Task item:
Transcribe the entries in full, keeping each word as it is.

Collection entries:
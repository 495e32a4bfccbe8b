//! GraphQL HTTP route handlers
//!
//! - `POST /graphql` - execute a query or mutation

use axum::{
    extract::{rejection::JsonRejection, State},
    routing::post,
    Json, Router,
};

use crate::error::{ApiError, ApiResult};
use crate::graphql::{ExecutionResponse, Executor};

/// Shared state for the GraphQL handlers
#[derive(Clone)]
pub struct GraphQLState {
    pub executor: Executor,
}

impl GraphQLState {
    pub fn new(executor: Executor) -> Self {
        Self { executor }
    }
}

/// Create the GraphQL router
pub fn graphql_router(state: GraphQLState) -> Router {
    Router::new()
        .route("/", post(graphql_handler))
        .with_state(state)
}

/// Execute a query or mutation
///
/// Query-level failures (validation, missing records, fetch failures) are
/// reported inside the body with status 200; only an unreadable body is an
/// HTTP error.
async fn graphql_handler(
    State(state): State<GraphQLState>,
    request: Result<Json<async_graphql::Request>, JsonRejection>,
) -> ApiResult<Json<ExecutionResponse>> {
    let Json(request) = request.map_err(|e| ApiError::InvalidBody(e.body_text()))?;
    Ok(Json(state.executor.execute(request).await))
}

Result of this exercise:
repository 495e32a4bfccbe8b
//! GraphQL HTTP route handlers
//!
//! - `POST /graphql` - execute a query or mutation

use axum::{
    extract::{rejection::JsonRejection, State},
    routing::post,
    Json, Router,
};

use crate::error::{ApiError, ApiResult};
use crate::graphql::{ExecutionResponse, Executor};

/// Shared state for the GraphQL handlers
#[derive(Clone)]
pub struct GraphQLState {
    pub executor: Executor,
}

impl GraphQLState {
    pub fn new(executor: Executor) -> Self {
        Self { executor }
    }
}

/// Create the GraphQL router
pub fn graphql_router(state: GraphQLState) -> Router {
    Router::new()
        .route("/", post(graphql_handler))
        .with_state(state)
}

/// Execute a query or mutation
///
/// Query-level failures (validation, missing records, fetch failures) are
/// reported inside the body with status 200; only an unreadable body is an
/// HTTP error.
async fn graphql_handler(
    State(state): State<GraphQLState>,
    request: Result<Json<async_graphql::Request>, JsonRejection>,
) -> ApiResult<Json<ExecutionResponse>> {
    let Json(request) = request.map_err(|e| ApiError::InvalidBody(e.body_text()))?;
    Ok(Json(state.executor.execute(request).await))
}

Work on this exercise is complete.